Under furlough, on the other hand, employees usually keep their health-care benefits, but not in every case, says Amber Clayton, HR Knowledge Center Director at Society for Human Resource Management. She says that some employers’ health-care plans only cover employees who work a certain number of hours a week, which could mean furloughed staff lose eligibility. 

Employers and workers should both keep a close eye on the language in their insurance policies in the event of a furlough.

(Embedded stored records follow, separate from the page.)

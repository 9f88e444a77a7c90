//! The history store contract consumed by the predictor and scheduler.

use chrono::NaiveDateTime;

use crate::error::DatabaseError;
use crate::habit::{CompletionHistory, Habit, HabitId, NewHabit};

/// Durable record of habits and their completions.
///
/// The scheduler only reads through this trait; `record_completion` is the
/// single mutating operation besides `add_habit`.
pub trait HistoryStore {
    /// Create a habit and return its id.
    fn add_habit(&self, habit: &NewHabit) -> Result<HabitId, DatabaseError>;

    /// Append a completion for an existing habit.
    fn record_completion(&self, habit_id: HabitId, at: NaiveDateTime) -> Result<(), DatabaseError>;

    fn get_habit(&self, habit_id: HabitId) -> Result<Option<Habit>, DatabaseError>;

    /// Completion instants for `habit_id`, ascending. Empty for unknown ids.
    fn completion_history(&self, habit_id: HabitId) -> Result<CompletionHistory, DatabaseError>;

    /// All habits, ordered by id.
    fn all_habits(&self) -> Result<Vec<Habit>, DatabaseError>;
}

impl<T: HistoryStore + ?Sized> HistoryStore for &T {
    fn add_habit(&self, habit: &NewHabit) -> Result<HabitId, DatabaseError> {
        (**self).add_habit(habit)
    }

    fn record_completion(&self, habit_id: HabitId, at: NaiveDateTime) -> Result<(), DatabaseError> {
        (**self).record_completion(habit_id, at)
    }

    fn get_habit(&self, habit_id: HabitId) -> Result<Option<Habit>, DatabaseError> {
        (**self).get_habit(habit_id)
    }

    fn completion_history(&self, habit_id: HabitId) -> Result<CompletionHistory, DatabaseError> {
        (**self).completion_history(habit_id)
    }

    fn all_habits(&self) -> Result<Vec<Habit>, DatabaseError> {
        (**self).all_habits()
    }
}
#[cfg(test)]
mod tests {
    use super::*;

    #[test]
    fn default_config_roundtrip() {
        let cfg = Config::default();
        let toml_str = toml::to_string_pretty(&cfg).unwrap();
        let parsed: Config = toml::from_str(&toml_str).unwrap();
        assert_eq!(parsed.scheduler.poll_interval_secs, 60);
        assert_eq!(parsed.predictor.seed, 42);
        assert!(!parsed.predictor.random_seed);
        assert_eq!(parsed.predictor.max_depth, None);
        assert_eq!(parsed.notifications.backend, NotifierBackend::Auto);
    }

    #[test]
    fn partial_file_fills_defaults() {
        let parsed: Config = toml::from_str("[predictor]\nn_trees = 10\n").unwrap();
        assert_eq!(parsed.predictor.n_trees, 10);
        assert_eq!(parsed.predictor.min_samples_leaf, 1);
        assert_eq!(parsed.predictor.seed, 42);
        assert_eq!(parsed.predictor.forest_params().seed, Some(42));
        assert_eq!(parsed.notifications.title, "Habit Reminder");
    }

    #[test]
    fn get_supports_dot_path_keys() {
        let cfg = Config::default();
        assert_eq!(cfg.get("notifications.enabled").as_deref(), Some("true"));
        assert_eq!(cfg.get("scheduler.poll_interval_secs").as_deref(), Some("60"));
        assert_eq!(cfg.get("notifications.backend").as_deref(), Some("auto"));
        assert!(cfg.get("scheduler.missing_key").is_none());
    }

    #[test]
    fn set_json_value_by_path_updates_nested_bool() {
        let mut json = serde_json::to_value(Config::default()).unwrap();
        Config::set_json_value_by_path(&mut json, "notifications.enabled", "false").unwrap();
        assert_eq!(
            Config::get_json_value_by_path(&json, "notifications.enabled").unwrap(),
            &serde_json::Value::Bool(false)
        );
    }

    #[test]
    fn set_json_value_by_path_rejects_unknown_key() {
        let mut json = serde_json::to_value(Config::default()).unwrap();
        let result = Config::set_json_value_by_path(&mut json, "scheduler.nonexistent", "1");
        assert!(matches!(result, Err(ConfigError::UnknownKey(_))));
    }

    #[test]
    fn set_json_value_by_path_rejects_invalid_type() {
        let mut json = serde_json::to_value(Config::default()).unwrap();
        let result = Config::set_json_value_by_path(&mut json, "notifications.enabled", "maybe");
        assert!(matches!(result, Err(ConfigError::InvalidValue { .. })));
    }

    #[test]
    fn apply_sets_and_clears_optional_values() {
        let mut cfg = Config::default();
        cfg.apply("predictor.max_depth", "4").unwrap();
        assert_eq!(cfg.predictor.max_depth, Some(4));
        cfg.apply("predictor.max_depth", "null").unwrap();
        assert_eq!(cfg.predictor.max_depth, None);

        cfg.apply("predictor.seed", "7").unwrap();
        assert_eq!(cfg.predictor.forest_params().seed, Some(7));
        // The seed itself is required; entropy is opted into with the flag
        assert!(matches!(
            cfg.apply("predictor.seed", "null"),
            Err(ConfigError::InvalidValue { .. })
        ));
        cfg.apply("predictor.random_seed", "true").unwrap();
        assert_eq!(cfg.predictor.forest_params().seed, None);
    }

    #[test]
    fn cleared_max_depth_survives_save_and_reload() {
        let dir = tempfile::tempdir().unwrap();
        let path = dir.path().join("config.toml");

        let mut cfg = Config::default();
        cfg.apply("predictor.max_depth", "3").unwrap();
        cfg.apply("predictor.max_depth", "null").unwrap();
        cfg.apply("predictor.random_seed", "true").unwrap();
        cfg.save_to(&path).unwrap();

        let reloaded = Config::load_from(&path).unwrap();
        assert_eq!(reloaded.predictor.max_depth, None);
        assert!(reloaded.predictor.random_seed);
        assert_eq!(reloaded.predictor.forest_params().seed, None);
    }

    #[test]
    fn apply_rejects_unknown_backend_and_zero_interval() {
        let mut cfg = Config::default();
        assert!(cfg.apply("notifications.backend", "pigeon").is_err());
        assert!(cfg.apply("scheduler.poll_interval_secs", "0").is_err());
        assert_eq!(cfg.scheduler.poll_interval_secs, 60);

        cfg.apply("notifications.backend", "log").unwrap();
        assert_eq!(cfg.notifications.backend, NotifierBackend::Log);
    }

    #[test]
    fn load_from_creates_default_file() {
        let dir = tempfile::tempdir().unwrap();
        let path = dir.path().join("config.toml");

        let cfg = Config::load_from(&path).unwrap();
        assert!(path.exists());
        assert_eq!(cfg.predictor.n_trees, 100);

        let mut changed = cfg.clone();
        changed.apply("predictor.n_trees", "25").unwrap();
        changed.save_to(&path).unwrap();
        assert_eq!(Config::load_from(&path).unwrap().predictor.n_trees, 25);
    }

    #[test]
    fn load_from_rejects_malformed_file() {
        let dir = tempfile::tempdir().unwrap();
        let path = dir.path().join("config.toml");
        std::fs::write(&path, "[scheduler\npoll_interval_secs = ").unwrap();
        assert!(matches!(Config::load_from(&path), Err(ConfigError::ParseFailed(_))));
    }

    #[test]
    fn forest_params_follow_config() {
        let mut cfg = Config::default();
        cfg.predictor.n_trees = 12;
        let params = cfg.predictor.forest_params();
        assert_eq!(params.n_trees, 12);
        assert_eq!(params.seed, Some(42));

        cfg.predictor.random_seed = true;
        assert_eq!(cfg.predictor.forest_params().seed, None);
    }
}
//! Core error types for habitual-core.
//!
//! This module defines the error hierarchy using thiserror for the
//! store, configuration, input validation and notification layers.

use std::path::PathBuf;
use thiserror::Error;

/// Core error type for habitual-core.
#[derive(Error, Debug)]
pub enum CoreError {
    /// Database-related errors
    #[error("Database error: {0}")]
    Database(#[from] DatabaseError),

    /// Configuration-related errors
    #[error("Configuration error: {0}")]
    Config(#[from] ConfigError),

    /// Validation errors
    #[error("Validation error: {0}")]
    Validation(#[from] ValidationError),

    /// Notification delivery errors
    #[error("Notification error: {0}")]
    Notify(#[from] NotifyError),

    /// IO errors
    #[error("IO error: {0}")]
    Io(#[from] std::io::Error),

    /// Serialization/deserialization errors
    #[error("JSON error: {0}")]
    Json(#[from] serde_json::Error),
}

/// Database-specific errors.
#[derive(Error, Debug)]
pub enum DatabaseError {
    /// Failed to open database connection
    #[error("Failed to open database at {path}: {source}")]
    OpenFailed {
        path: PathBuf,
        #[source]
        source: rusqlite::Error,
    },

    /// Query execution failed
    #[error("Query failed: {0}")]
    QueryFailed(String),

    /// Migration failed
    #[error("Database migration failed: {0}")]
    MigrationFailed(String),

    /// Database is locked
    #[error("Database is locked")]
    Locked,

    /// Completion recorded against a habit id that does not exist
    #[error("Unknown habit id: {0}")]
    UnknownHabit(i64),

    /// A stored value could not be decoded
    #[error("Corrupt value in column '{column}': {value}")]
    CorruptValue { column: String, value: String },
}

/// Configuration-specific errors.
#[derive(Error, Debug)]
pub enum ConfigError {
    /// Failed to load configuration
    #[error("Failed to load configuration from {path}: {message}")]
    LoadFailed { path: PathBuf, message: String },

    /// Failed to save configuration
    #[error("Failed to save configuration to {path}: {message}")]
    SaveFailed { path: PathBuf, message: String },

    /// Invalid configuration value
    #[error("Invalid configuration value for '{key}': {message}")]
    InvalidValue { key: String, message: String },

    /// Unknown configuration key
    #[error("Unknown configuration key: {0}")]
    UnknownKey(String),

    /// Failed to parse configuration
    #[error("Failed to parse configuration: {0}")]
    ParseFailed(String),
}

/// Validation errors.
#[derive(Error, Debug)]
pub enum ValidationError {
    /// Time of day not in `HH:MM` form
    #[error("Invalid time of day '{0}': expected HH:MM")]
    InvalidTimeOfDay(String),

    /// Timestamp not in a supported form
    #[error("Invalid timestamp '{0}': expected YYYY-MM-DD HH:MM[:SS]")]
    InvalidTimestamp(String),
}

/// Notification delivery errors.
#[derive(Error, Debug)]
pub enum NotifyError {
    /// The notification helper program could not be started
    #[error("Failed to launch '{program}': {source}")]
    SpawnFailed {
        program: String,
        #[source]
        source: std::io::Error,
    },

    /// The helper ran but reported failure
    #[error("'{program}' exited with status {status}")]
    ExitStatus { program: String, status: String },

    /// No desktop delivery mechanism for this platform
    #[error("Desktop notifications are not supported on '{0}'")]
    UnsupportedPlatform(String),
}

// Helper implementations for converting from other error types

impl From<rusqlite::Error> for DatabaseError {
    fn from(err: rusqlite::Error) -> Self {
        match &err {
            rusqlite::Error::SqliteFailure(err, _msg) => {
                if err.code == rusqlite::ErrorCode::DatabaseLocked {
                    DatabaseError::Locked
                } else {
                    DatabaseError::QueryFailed(err.to_string())
                }
            }
            _ => DatabaseError::QueryFailed(err.to_string()),
        }
    }
}

impl From<rusqlite::Error> for CoreError {
    fn from(err: rusqlite::Error) -> Self {
        CoreError::Database(err.into())
    }
}

/// Result type alias for CoreError
pub type Result<T, E = CoreError> = std::result::Result<T, E>;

2. Think about what is next.

Loss of income is a big financial burden for most people. A 2019 study by the Federal Reserve found roughly four in 10 Americans wouldn’t be able to come up with $400 in a financial emergency. It is important to come up with a plan to support yourself during your period of unemployment, whether that means taking out a loan, filing for unemployment benefits or taking on a different type of work than you are used to.

The next-step checklist:

  • Communicate with your employer. If you have been furloughed, check in regularly with your manager to get updates on the timeline for when you can return to work. If you were laid off or your position was permanently terminated, don’t be afraid to ask HR if there are other opportunities or open positions at the company that you can explore.
  • Get your finances in order. Even if your separation is a temporary layoff or furlough, you can and should look for other work. This is also a way to ensure that you get at least partial unemployment benefits, which you can apply for at your state’s unemployment insurance office. Some states require applicants to prove they have been actively looking for work. You have every right to work another job while you are furloughed.
  • Look for different types of work. If you are having trouble finding open positions similar to your last one, start thinking outside the box. “Think in terms of a portfolio rather than thinking in terms of a singular skill, singular professional, or singular career,” says Dr. Nadya Zhexembayeva, founder of Reinvention Academy, a consulting firm focused on helping clients embrace change.

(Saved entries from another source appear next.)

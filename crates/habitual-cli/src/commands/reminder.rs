//! Reminder commands: prediction preview, the polling loop and the demo.

use chrono::{Duration, Local, NaiveDateTime};
use clap::Args;
use habitual_core::notify;
use habitual_core::{
    Config, Database, HabitId, HistoryStore, NewHabit, Notifier, ReminderScheduler, TargetTime,
    TimePredictor,
};

#[derive(Args)]
pub struct PredictArgs {
    /// Habit ID (default: all habits)
    pub id: Option<HabitId>,
}

fn local_now() -> NaiveDateTime {
    Local::now().naive_local()
}

fn build_scheduler(
    db: Database,
    config: &Config,
) -> ReminderScheduler<Database, Box<dyn Notifier + Send + Sync>> {
    let predictor = TimePredictor::new(config.predictor.forest_params());
    let notifier = notify::from_config(&config.notifications);
    ReminderScheduler::new(db, notifier, predictor).with_title(config.notifications.title.clone())
}

pub fn predict(args: PredictArgs) -> Result<(), Box<dyn std::error::Error>> {
    let config = Config::load()?;
    let mut scheduler = build_scheduler(Database::open()?, &config);
    let now = local_now();

    match args.id {
        Some(id) => {
            let entry = scheduler
                .schedule_reminder(id, now)?
                .ok_or_else(|| format!("habit not found: {id}"))?;
            println!("{}", serde_json::to_string_pretty(entry)?);
        }
        None => {
            scheduler.start(now)?;
            println!("{}", serde_json::to_string_pretty(&scheduler.reminders())?);
        }
    }
    Ok(())
}

/// Schedule every habit, then poll until Ctrl-C.
async fn run_scheduler(db: Database, config: &Config) -> Result<(), Box<dyn std::error::Error>> {
    let mut scheduler = build_scheduler(db, config);
    scheduler.start(local_now())?;

    let shutdown = async {
        if let Err(e) = tokio::signal::ctrl_c().await {
            tracing::warn!("cannot listen for Ctrl-C: {e}");
            std::future::pending::<()>().await;
        }
    };
    scheduler
        .run(config.scheduler.poll_interval(), local_now, shutdown)
        .await;
    Ok(())
}

#[tokio::main]
pub async fn run() -> Result<(), Box<dyn std::error::Error>> {
    let config = Config::load()?;
    let db = Database::open()?;
    run_scheduler(db, &config).await
}

#[tokio::main]
pub async fn demo() -> Result<(), Box<dyn std::error::Error>> {
    let config = Config::load()?;
    let db = Database::open()?;

    let id = db.add_habit(
        &NewHabit::new("Daily Exercise")
            .with_description("30 minutes of cardio")
            .with_target_time(TargetTime::parse("08:00")?),
    )?;
    let now = local_now();
    for days_ago in 0..7 {
        db.record_completion(id, now - Duration::days(days_ago))?;
    }
    tracing::info!(habit_id = id, "demo habit created with 7 completions");

    run_scheduler(db, &config).await
}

After you are laid off, furloughed or terminated, think about how you can use the time to diversify your skill set. Consider taking on a new kind of job that you might not have considered before. “Think of it as an opportunity to develop a skill and get paid for it,” says Dr. Zhexembayeva. She compares our career paths to journeys. “We all have a kind of bigger project, like a highway, but we also have country roads in the form of little side hustles.”

3. Shift your mind-set.

It is normal to feel anxious or upset about the loss of a job, especially when it contributes to financial stress. Try to channel your negative energy into positive action as much as you can. Remember that change is normal. 

On average, U.S. employees had spent a little over four years in a job in January 2020, according to the Bureau of Labor Statistics. For workers ages 25 to 34, that average was just 2.8 years.

“If you are changing careers by choice or because somebody made that choice for you, the No. 1 thing is to stop thinking of it as something shameful,” says Dr. Zhexembayeva. “You are living in the world, and you will be facing a lot of disruptions. It’s not the fact that you avoid the disruptions that make you [a] success, it’s the fact that you stand up and keep going that makes you successful.”

Try these tips for positive thinking:

  • Write down your strengths. Make a list of your professional wins over the past year and use that to structure an action plan on how you will do more of it.
  • Practice mindfulness exercises. This doesn’t just have to come in the form of meditation. Any repetitive activity that you don’t find stressful will do, from running to cooking.
  • Get creative. Think about the skills you have that you could monetize. Do some research on how other people have made money with the same expertise. 
  • Your local unemployment office. Not only can you file for unemployment benefits there, but these offices often offer resources to job seekers such as résumé-writing courses and interview practice. 
  • Try a “Fear to Action” exercise. These free exercises can help you figure out the next steps you can take by drawing connections between your fears and their potential impact.
  • LinkedIn and Glassdoor. Set job alerts for your industry.